Any book that has feminist harridans reaching for their fair trade smelling salts gets two thumbs up here. But this one in particular. For three reasons.
I’ll dispense with the first one quickly; the writing. It’s a masterpiece on every level. It makes me happy that so many modern readers are bored by the prose. If you fell asleep every time you picked it up, then stick to reading Twitter; it’s what you deserve.
Second, Tomasi’s idea of the nobility as an idea is profound. Rather than reading The Leopard as an anthem for doomed nobles and the decline of a peculiar stratum of Sicilian society, we’re the richer for seeing it as it is; that the idea of nobility will endure despite revolutionary attempts to dismantle it by boosting barbarian upstarts into positions of power (cf. Animal Farm, 1984, et. al.). I’ll put it more plainly: I’d rather be impoverished under Don Fabrizio than well off under savages like the Clintons and the Podesta brothers.
And third, how can you go past a book that describes a wealthy philistine’s entrance to a ball with his beautiful daughter as ‘a rat escorting a rose’?
Finally, I note that it took a radical leftist, Giangiacomo Feltrinelli, to publish this book, after rejection by mainstream publishers.
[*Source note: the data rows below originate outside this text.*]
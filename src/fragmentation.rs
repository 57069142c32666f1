//! Impact fragmentation
//!
//! An unsplit entity that reaches the ground is replaced by `k` fragments
//! launched from the impact point. Fragments are terminal: they never split.

use std::f64::consts::TAU;

use nalgebra::Vector3;
use rand::Rng;
use serde::{Deserialize, Serialize};

use crate::state::{Entity, SplitStage};
use crate::{invalid, Result, G};

/// Produces the fragments of an entity on its first ground contact
pub trait FragmentationRule {
    /// Fragments replacing `parent`, all tagged `SplitStage::Split`
    fn split(&self, parent: &Entity, rng: &mut dyn rand::RngCore) -> Vec<Entity>;

    /// Number of fragments produced per event
    fn fragment_count(&self) -> usize;
}

#[derive(Debug, Clone, Copy, PartialEq, Serialize, Deserialize)]
#[serde(default)]
pub struct FragmentationConfig {
    /// Fragments per event (`k`)
    pub fragment_count: usize,
    /// Maximum angle of a fragment from vertical [deg]
    pub cone_half_angle_deg: f64,
    /// Lowest fragment launch speed [m/s]
    pub floor_speed: f64,
    /// Height the fastest fragment can reach [m]
    pub apex_height: f64,
}

impl Default for FragmentationConfig {
    fn default() -> Self {
        Self {
            fragment_count: 3,
            cone_half_angle_deg: 30.0,
            floor_speed: 100.0,
            apex_height: 4_000.0,
        }
    }
}

impl FragmentationConfig {
    pub fn validate(&self) -> Result<()> {
        if self.fragment_count == 0 {
            return Err(invalid("fragment_count must be greater than zero"));
        }
        if !(0.0..=180.0).contains(&self.cone_half_angle_deg) {
            return Err(invalid("fragment cone_half_angle_deg must be in [0, 180]"));
        }
        if !self.floor_speed.is_finite() || self.floor_speed < 0.0 {
            return Err(invalid("fragment floor_speed must be finite and >= 0"));
        }
        if !self.apex_height.is_finite() || self.apex_height < 0.0 {
            return Err(invalid("fragment apex_height must be finite and >= 0"));
        }
        Ok(())
    }
}

/// Fragments burst upward inside a cone around vertical, fast enough to reach
/// at most the apex height
#[derive(Debug, Clone, Copy, PartialEq)]
pub struct ConicalBurst {
    fragment_count: usize,
    cone_half_angle: f64,
    floor_speed: f64,
    apex_speed: f64,
}

impl ConicalBurst {
    pub fn new(config: &FragmentationConfig, gravity: f64) -> Result<Self> {
        config.validate()?;
        Ok(Self {
            fragment_count: config.fragment_count,
            cone_half_angle: config.cone_half_angle_deg.to_radians(),
            floor_speed: config.floor_speed,
            apex_speed: apex_speed(gravity, config.apex_height),
        })
    }

    /// Speed needed to reach the apex height
    pub fn apex_speed(&self) -> f64 {
        self.apex_speed
    }

    pub fn floor_speed(&self) -> f64 {
        self.floor_speed
    }
}

impl Default for ConicalBurst {
    fn default() -> Self {
        let config = FragmentationConfig::default();
        Self {
            fragment_count: config.fragment_count,
            cone_half_angle: config.cone_half_angle_deg.to_radians(),
            floor_speed: config.floor_speed,
            apex_speed: apex_speed(G, config.apex_height),
        }
    }
}

/// `sqrt(2 g h)`
pub fn apex_speed(gravity: f64, apex_height: f64) -> f64 {
    (2.0 * gravity * apex_height).max(0.0).sqrt()
}

impl FragmentationRule for ConicalBurst {
    fn split(&self, parent: &Entity, rng: &mut dyn rand::RngCore) -> Vec<Entity> {
        let origin = Vector3::new(parent.position.x, parent.position.y, 0.0);
        let top = self.apex_speed.max(self.floor_speed);

        (0..self.fragment_count)
            .map(|_| {
                let azimuth = rng.gen_range(0.0..TAU);
                let polar = rng.gen_range(0.0..=self.cone_half_angle);
                let speed = rng.gen_range(self.floor_speed..=top);
                let velocity = Vector3::new(
                    speed * polar.sin() * azimuth.cos(),
                    speed * polar.sin() * azimuth.sin(),
                    speed * polar.cos(),
                );
                Entity {
                    position: origin,
                    velocity,
                    species: parent.species,
                    split_stage: SplitStage::Split,
                    color: parent.color,
                }
            })
            .collect()
    }

    fn fragment_count(&self) -> usize {
        self.fragment_count
    }
}

#[cfg(test)]
mod tests {
    use super::*;
    use crate::state::{Color, Species};
    use rand::SeedableRng;
    use rand_chacha::ChaCha8Rng;

    fn impacted() -> Entity {
        Entity::new(
            Vector3::new(120.0, -35.0, -0.4),
            Vector3::new(5.0, 5.0, -60.0),
            Species::Particle,
            Color::YELLOW,
        )
    }

    #[test]
    fn test_fragments_start_on_ground_at_impact_point() {
        let rule = ConicalBurst::default();
        let mut rng = ChaCha8Rng::seed_from_u64(8);
        let fragments = rule.split(&impacted(), &mut rng);

        assert_eq!(fragments.len(), 3);
        for fragment in &fragments {
            assert_eq!(fragment.position, Vector3::new(120.0, -35.0, 0.0));
            assert_eq!(fragment.split_stage, SplitStage::Split);
            assert_eq!(fragment.color, Color::YELLOW);
            assert_eq!(fragment.species, Species::Particle);
        }
    }

    #[test]
    fn test_fragment_speeds_between_floor_and_apex() {
        let rule = ConicalBurst::default();
        let mut rng = ChaCha8Rng::seed_from_u64(12);
        let apex = (2.0 * G * 4_000.0_f64).sqrt();
        assert!((rule.apex_speed() - apex).abs() < 1e-9);

        for _ in 0..50 {
            for fragment in rule.split(&impacted(), &mut rng) {
                let speed = fragment.speed();
                assert!(speed >= 100.0 - 1e-9 && speed <= apex + 1e-9);
                let min_vz = speed * 30.0_f64.to_radians().cos() - 1e-9;
                assert!(fragment.velocity.z >= min_vz);
            }
        }
    }

    #[test]
    fn test_low_apex_falls_back_to_floor_speed() {
        let config = FragmentationConfig {
            apex_height: 1.0,
            ..FragmentationConfig::default()
        };
        let rule = ConicalBurst::new(&config, G).expect("valid config");
        let mut rng = ChaCha8Rng::seed_from_u64(2);
        for fragment in rule.split(&impacted(), &mut rng) {
            assert!((fragment.speed() - 100.0).abs() < 1e-9);
        }
    }

    #[test]
    fn test_zero_fragment_count_is_rejected() {
        let config = FragmentationConfig {
            fragment_count: 0,
            ..FragmentationConfig::default()
        };
        assert!(ConicalBurst::new(&config, G).is_err());
    }
}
Feltrinelli would vomit yesterday’s lunch all over the ‘leftists’ we see today, and I’d rather socialise with him than a good number of ‘conservatives’ as well. That he saw The Leopard as great literature is testament to the truth that a leftist like Feltrinelli had more culture in his little finger than we could wring from the entire bodies of fifty filthy antifas today.